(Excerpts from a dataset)

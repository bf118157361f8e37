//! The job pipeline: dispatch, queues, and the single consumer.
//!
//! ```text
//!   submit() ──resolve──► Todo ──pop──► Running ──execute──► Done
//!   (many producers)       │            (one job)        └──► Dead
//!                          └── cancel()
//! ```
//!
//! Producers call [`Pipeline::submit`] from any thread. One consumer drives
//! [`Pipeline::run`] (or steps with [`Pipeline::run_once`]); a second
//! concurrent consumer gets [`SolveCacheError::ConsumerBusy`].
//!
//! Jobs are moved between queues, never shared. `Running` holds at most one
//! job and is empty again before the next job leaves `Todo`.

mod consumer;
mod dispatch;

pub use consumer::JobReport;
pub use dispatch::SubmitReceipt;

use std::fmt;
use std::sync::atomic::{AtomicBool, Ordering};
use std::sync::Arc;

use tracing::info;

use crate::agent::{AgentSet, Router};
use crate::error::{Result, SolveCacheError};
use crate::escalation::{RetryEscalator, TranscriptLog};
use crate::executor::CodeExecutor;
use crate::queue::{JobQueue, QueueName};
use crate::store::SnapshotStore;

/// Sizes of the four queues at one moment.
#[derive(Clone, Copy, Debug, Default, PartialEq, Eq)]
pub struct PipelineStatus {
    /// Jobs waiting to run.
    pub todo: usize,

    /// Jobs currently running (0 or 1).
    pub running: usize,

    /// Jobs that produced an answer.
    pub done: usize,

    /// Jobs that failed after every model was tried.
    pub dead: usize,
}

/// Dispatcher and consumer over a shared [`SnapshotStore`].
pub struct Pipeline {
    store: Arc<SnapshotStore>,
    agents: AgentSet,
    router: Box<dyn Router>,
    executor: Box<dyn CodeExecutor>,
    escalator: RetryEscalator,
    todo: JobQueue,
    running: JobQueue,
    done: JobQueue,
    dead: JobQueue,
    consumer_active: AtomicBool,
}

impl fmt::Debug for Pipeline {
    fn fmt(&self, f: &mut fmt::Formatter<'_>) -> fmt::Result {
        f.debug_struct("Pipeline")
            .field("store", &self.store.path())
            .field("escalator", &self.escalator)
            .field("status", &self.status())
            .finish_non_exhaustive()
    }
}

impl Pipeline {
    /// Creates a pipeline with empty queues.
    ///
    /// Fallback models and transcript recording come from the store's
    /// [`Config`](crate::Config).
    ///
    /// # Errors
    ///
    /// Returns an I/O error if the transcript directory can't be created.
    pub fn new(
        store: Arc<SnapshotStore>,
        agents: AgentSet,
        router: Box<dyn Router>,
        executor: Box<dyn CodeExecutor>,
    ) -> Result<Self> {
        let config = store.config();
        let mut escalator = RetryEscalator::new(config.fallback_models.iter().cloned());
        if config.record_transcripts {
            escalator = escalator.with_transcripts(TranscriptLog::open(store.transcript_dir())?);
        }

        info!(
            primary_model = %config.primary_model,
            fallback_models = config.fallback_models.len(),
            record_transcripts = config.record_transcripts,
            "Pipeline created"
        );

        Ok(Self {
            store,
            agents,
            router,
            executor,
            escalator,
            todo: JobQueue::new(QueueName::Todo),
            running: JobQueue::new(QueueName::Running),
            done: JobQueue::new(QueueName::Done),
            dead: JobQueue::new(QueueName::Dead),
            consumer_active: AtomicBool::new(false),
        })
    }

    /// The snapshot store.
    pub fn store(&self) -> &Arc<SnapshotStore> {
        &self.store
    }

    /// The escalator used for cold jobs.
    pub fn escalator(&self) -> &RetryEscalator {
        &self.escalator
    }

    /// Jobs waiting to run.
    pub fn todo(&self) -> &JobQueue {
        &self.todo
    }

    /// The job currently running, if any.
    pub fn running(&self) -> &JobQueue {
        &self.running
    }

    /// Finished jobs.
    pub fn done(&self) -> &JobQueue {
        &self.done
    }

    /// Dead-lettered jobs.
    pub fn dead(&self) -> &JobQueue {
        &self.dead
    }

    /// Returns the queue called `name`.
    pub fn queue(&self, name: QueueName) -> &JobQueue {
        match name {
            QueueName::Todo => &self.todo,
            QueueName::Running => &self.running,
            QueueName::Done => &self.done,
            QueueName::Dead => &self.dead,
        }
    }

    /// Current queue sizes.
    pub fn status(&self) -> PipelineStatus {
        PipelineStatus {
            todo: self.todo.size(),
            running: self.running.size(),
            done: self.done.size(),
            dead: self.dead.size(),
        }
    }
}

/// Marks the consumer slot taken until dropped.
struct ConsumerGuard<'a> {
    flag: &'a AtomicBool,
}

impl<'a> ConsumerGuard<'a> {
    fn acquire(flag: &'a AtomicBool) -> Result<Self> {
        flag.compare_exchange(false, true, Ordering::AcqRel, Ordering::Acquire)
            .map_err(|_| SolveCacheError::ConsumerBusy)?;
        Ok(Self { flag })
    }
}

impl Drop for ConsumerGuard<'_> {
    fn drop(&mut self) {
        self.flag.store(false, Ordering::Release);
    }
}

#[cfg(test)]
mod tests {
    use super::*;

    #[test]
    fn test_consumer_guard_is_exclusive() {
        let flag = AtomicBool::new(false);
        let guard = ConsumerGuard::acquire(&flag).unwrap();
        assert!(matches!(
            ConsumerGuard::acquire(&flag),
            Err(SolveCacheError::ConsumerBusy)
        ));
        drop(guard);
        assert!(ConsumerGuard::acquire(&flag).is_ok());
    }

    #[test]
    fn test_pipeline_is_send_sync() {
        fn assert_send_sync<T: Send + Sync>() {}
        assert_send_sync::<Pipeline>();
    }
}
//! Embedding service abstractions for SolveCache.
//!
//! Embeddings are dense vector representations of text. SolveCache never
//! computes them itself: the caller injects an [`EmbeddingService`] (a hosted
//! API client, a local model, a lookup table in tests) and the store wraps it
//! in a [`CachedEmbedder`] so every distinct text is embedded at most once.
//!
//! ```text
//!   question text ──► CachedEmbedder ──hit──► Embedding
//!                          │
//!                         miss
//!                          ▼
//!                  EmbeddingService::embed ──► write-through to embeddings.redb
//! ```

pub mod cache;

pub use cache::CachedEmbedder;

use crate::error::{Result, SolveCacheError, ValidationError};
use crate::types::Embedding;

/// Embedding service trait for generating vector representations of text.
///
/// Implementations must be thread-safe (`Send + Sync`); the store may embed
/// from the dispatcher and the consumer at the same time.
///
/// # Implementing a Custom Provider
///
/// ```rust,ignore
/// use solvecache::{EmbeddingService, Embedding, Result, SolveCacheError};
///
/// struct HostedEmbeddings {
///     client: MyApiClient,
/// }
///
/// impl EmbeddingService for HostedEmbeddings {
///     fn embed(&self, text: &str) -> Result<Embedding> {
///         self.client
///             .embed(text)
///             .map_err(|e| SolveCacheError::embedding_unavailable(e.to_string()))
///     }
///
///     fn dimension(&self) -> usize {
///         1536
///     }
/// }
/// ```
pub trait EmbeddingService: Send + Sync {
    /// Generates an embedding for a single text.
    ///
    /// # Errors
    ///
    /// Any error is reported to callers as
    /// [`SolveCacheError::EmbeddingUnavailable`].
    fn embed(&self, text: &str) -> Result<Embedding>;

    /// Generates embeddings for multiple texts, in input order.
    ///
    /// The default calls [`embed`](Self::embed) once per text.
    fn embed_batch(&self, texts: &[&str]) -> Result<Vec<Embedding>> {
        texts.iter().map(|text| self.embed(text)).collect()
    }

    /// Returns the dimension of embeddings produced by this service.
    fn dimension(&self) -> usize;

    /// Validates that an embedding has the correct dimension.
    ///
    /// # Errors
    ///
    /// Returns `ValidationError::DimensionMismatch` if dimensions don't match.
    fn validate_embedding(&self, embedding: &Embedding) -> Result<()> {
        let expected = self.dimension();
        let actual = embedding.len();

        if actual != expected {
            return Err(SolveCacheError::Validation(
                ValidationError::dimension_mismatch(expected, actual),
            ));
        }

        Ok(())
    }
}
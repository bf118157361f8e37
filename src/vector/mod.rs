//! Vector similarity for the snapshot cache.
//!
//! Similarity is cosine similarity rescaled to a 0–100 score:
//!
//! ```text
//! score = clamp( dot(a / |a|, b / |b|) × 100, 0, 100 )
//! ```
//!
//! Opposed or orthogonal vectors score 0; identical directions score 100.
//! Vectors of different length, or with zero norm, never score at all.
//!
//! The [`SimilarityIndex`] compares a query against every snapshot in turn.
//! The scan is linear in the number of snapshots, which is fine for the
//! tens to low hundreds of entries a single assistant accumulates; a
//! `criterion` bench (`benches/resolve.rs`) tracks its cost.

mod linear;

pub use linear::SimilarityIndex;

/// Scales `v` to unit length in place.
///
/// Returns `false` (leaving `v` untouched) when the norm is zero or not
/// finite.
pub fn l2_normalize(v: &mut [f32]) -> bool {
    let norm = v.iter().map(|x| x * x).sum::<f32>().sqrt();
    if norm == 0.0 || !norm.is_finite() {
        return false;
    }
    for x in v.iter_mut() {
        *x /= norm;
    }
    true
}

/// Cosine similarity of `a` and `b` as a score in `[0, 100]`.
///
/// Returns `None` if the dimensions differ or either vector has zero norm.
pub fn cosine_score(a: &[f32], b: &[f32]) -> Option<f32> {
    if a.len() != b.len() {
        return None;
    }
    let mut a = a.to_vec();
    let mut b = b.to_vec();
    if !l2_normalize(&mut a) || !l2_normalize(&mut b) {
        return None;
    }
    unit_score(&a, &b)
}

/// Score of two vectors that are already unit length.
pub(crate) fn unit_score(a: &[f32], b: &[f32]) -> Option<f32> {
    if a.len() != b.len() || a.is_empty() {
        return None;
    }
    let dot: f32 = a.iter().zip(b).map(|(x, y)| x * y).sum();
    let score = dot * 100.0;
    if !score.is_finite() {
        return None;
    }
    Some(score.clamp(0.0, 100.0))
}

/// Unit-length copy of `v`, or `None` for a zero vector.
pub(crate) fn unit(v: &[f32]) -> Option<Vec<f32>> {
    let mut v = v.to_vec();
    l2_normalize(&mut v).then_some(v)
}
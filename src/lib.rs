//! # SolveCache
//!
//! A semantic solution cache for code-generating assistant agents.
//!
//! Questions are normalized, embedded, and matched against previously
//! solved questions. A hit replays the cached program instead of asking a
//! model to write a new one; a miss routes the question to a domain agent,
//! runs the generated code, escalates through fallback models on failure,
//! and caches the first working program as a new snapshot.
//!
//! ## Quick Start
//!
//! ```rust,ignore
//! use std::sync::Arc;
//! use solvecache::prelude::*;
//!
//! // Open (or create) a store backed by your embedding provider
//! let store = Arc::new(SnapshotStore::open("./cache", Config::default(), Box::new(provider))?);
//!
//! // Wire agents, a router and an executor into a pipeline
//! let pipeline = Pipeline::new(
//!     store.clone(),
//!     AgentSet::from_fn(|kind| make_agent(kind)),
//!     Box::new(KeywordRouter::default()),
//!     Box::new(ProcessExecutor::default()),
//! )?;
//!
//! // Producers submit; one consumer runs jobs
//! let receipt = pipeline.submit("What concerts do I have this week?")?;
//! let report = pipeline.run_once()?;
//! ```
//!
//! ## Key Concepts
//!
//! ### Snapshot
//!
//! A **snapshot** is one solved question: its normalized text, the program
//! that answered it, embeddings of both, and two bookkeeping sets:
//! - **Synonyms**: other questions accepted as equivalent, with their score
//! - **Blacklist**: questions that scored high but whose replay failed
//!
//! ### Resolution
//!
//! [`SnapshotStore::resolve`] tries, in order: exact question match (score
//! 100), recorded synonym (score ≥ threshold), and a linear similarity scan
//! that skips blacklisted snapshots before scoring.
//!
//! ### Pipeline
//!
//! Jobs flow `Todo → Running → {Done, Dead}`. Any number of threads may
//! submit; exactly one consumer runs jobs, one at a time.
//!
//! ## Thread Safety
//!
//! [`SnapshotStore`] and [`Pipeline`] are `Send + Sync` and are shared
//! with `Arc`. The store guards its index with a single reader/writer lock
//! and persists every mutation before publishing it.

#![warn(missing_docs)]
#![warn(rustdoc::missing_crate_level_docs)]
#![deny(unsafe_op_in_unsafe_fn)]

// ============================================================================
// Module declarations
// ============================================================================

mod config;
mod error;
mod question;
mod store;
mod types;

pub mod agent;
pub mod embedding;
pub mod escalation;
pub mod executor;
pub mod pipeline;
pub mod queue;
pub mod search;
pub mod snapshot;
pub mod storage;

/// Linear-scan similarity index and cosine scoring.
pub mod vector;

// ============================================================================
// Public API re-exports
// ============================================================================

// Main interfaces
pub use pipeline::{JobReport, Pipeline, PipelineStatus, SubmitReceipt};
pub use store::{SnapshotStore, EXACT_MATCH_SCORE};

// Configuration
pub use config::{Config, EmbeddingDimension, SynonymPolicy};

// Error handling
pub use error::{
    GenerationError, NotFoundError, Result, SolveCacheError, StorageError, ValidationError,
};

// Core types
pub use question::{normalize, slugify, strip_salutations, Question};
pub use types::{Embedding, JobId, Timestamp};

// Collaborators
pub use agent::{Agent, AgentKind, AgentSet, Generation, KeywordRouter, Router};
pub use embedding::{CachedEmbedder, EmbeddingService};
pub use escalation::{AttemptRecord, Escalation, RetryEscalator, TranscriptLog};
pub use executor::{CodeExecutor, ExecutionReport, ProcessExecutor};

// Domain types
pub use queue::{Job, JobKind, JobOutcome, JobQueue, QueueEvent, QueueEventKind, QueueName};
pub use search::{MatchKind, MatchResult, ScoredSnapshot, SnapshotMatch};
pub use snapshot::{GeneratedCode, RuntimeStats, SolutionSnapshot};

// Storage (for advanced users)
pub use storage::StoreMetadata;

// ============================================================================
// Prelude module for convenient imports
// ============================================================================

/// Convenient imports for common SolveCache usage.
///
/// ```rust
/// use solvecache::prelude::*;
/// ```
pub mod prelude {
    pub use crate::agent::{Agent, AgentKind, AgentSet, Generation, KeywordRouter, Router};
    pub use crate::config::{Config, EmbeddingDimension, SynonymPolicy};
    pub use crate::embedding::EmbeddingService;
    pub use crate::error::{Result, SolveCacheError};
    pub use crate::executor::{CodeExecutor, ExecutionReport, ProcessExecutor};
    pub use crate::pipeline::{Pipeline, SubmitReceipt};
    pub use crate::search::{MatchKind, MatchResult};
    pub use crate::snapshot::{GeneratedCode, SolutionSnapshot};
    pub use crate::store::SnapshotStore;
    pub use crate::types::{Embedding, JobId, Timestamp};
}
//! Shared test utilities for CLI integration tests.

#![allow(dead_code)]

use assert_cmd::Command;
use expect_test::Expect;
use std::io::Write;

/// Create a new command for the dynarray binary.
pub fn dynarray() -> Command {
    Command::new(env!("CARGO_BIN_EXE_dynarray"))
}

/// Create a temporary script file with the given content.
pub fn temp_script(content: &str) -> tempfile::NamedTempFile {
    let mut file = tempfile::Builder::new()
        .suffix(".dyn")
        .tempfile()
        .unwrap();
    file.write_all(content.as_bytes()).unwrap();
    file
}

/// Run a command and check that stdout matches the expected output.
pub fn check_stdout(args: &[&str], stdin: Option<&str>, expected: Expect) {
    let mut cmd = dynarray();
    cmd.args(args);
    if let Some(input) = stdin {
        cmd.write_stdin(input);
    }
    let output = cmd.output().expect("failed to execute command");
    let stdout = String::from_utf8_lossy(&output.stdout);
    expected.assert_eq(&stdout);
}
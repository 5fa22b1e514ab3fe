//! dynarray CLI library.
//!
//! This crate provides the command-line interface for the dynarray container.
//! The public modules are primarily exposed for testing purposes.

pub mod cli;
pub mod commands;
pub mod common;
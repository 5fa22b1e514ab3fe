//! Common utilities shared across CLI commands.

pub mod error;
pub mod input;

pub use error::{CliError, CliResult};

— Work instruction —
Please return exactly the lines from the opening line of the data above through the line with "at one moment.", both included and nothing else.

— Response box —
repository bf118157361f8e37
//! The job pipeline: dispatch, queues, and the single consumer.
//!
//! ```text
//!   submit() ──resolve──► Todo ──pop──► Running ──execute──► Done
//!   (many producers)       │            (one job)        └──► Dead
//!                          └── cancel()
//! ```
//!
//! Producers call [`Pipeline::submit`] from any thread. One consumer drives
//! [`Pipeline::run`] (or steps with [`Pipeline::run_once`]); a second
//! concurrent consumer gets [`SolveCacheError::ConsumerBusy`].
//!
//! Jobs are moved between queues, never shared. `Running` holds at most one
//! job and is empty again before the next job leaves `Todo`.

mod consumer;
mod dispatch;

pub use consumer::JobReport;
pub use dispatch::SubmitReceipt;

use std::fmt;
use std::sync::atomic::{AtomicBool, Ordering};
use std::sync::Arc;

use tracing::info;

use crate::agent::{AgentSet, Router};
use crate::error::{Result, SolveCacheError};
use crate::escalation::{RetryEscalator, TranscriptLog};
use crate::executor::CodeExecutor;
use crate::queue::{JobQueue, QueueName};
use crate::store::SnapshotStore;

/// Sizes of the four queues at one moment.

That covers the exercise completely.